■ **DESCRIPTION OF THE TASK**: When you reach the line containing "pub mod volume;" in the entries below, start writing out each line exactly, and stop after the line containing "pub use volume::Volume;".

Extracted data entries:
+++++

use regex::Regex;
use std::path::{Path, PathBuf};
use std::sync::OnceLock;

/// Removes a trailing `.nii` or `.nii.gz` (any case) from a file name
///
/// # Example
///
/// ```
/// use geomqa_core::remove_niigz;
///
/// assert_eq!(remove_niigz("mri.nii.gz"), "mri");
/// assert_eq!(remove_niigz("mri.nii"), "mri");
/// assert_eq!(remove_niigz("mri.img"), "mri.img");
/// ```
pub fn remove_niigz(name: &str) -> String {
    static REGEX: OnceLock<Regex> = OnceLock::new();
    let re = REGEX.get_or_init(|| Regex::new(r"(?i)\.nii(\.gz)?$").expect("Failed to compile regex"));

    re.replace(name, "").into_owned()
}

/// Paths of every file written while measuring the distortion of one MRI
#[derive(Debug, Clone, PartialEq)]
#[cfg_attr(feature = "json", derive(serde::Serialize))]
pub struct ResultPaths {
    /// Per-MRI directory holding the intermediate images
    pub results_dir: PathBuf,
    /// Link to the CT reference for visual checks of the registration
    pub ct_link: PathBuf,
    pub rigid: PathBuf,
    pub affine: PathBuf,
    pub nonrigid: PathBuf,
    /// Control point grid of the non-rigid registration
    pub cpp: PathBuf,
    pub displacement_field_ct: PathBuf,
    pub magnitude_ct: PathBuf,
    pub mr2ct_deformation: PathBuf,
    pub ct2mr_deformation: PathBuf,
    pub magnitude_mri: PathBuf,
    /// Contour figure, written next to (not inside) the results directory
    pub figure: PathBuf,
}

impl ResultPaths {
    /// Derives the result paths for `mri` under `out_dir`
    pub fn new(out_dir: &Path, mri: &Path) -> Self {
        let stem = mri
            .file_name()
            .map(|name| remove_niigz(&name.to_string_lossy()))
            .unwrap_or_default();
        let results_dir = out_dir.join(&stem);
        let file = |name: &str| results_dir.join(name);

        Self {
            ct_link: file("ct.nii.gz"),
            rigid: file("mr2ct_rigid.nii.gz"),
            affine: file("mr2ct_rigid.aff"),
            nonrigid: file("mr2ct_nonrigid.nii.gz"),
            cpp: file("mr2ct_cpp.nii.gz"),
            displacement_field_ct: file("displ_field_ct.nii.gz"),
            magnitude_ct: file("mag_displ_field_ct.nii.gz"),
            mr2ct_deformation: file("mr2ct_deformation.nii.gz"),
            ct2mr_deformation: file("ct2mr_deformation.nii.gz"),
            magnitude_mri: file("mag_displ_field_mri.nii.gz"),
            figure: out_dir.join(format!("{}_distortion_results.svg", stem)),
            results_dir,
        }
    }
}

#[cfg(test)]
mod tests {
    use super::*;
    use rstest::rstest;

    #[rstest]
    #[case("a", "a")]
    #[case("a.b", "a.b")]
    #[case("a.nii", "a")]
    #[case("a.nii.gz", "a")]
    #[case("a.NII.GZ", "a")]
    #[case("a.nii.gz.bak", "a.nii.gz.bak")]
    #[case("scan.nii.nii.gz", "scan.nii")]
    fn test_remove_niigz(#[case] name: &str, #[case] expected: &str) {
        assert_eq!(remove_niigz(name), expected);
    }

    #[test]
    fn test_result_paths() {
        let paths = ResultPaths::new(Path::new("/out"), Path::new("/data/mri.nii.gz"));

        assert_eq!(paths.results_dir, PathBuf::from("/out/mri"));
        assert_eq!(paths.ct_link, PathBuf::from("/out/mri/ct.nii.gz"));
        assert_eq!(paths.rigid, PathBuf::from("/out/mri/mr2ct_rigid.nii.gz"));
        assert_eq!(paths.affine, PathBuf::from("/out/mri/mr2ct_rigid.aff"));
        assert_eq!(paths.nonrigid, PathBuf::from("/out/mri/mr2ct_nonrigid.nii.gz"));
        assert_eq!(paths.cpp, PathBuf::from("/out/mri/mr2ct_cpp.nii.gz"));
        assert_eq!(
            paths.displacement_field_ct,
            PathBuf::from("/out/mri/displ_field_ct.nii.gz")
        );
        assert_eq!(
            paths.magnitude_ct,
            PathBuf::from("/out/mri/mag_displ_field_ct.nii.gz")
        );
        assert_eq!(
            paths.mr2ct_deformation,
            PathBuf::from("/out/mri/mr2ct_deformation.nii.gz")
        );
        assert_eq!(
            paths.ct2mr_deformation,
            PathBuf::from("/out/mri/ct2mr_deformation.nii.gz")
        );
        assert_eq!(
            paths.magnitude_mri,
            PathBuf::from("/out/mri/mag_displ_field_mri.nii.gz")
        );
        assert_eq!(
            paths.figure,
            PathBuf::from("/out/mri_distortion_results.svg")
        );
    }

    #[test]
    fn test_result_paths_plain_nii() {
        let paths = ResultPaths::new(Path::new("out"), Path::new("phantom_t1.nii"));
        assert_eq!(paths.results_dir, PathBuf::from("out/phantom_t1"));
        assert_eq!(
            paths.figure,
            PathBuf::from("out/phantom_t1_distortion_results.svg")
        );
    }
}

+++++

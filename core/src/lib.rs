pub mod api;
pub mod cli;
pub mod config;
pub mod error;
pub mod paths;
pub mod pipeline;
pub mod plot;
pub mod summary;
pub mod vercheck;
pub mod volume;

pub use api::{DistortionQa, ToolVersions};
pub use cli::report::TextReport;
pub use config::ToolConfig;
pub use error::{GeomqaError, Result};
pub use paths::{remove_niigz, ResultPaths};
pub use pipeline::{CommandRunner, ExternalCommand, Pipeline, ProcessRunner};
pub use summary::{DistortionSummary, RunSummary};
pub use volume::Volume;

+++++

■ **REPLY TO THE EXERCISE**:
pub mod volume;

pub use api::{DistortionQa, ToolVersions};
pub use cli::report::TextReport;
pub use config::ToolConfig;
pub use error::{GeomqaError, Result};
pub use paths::{remove_niigz, ResultPaths};
pub use pipeline::{CommandRunner, ExternalCommand, Pipeline, ProcessRunner};
pub use summary::{DistortionSummary, RunSummary};
pub use volume::Volume;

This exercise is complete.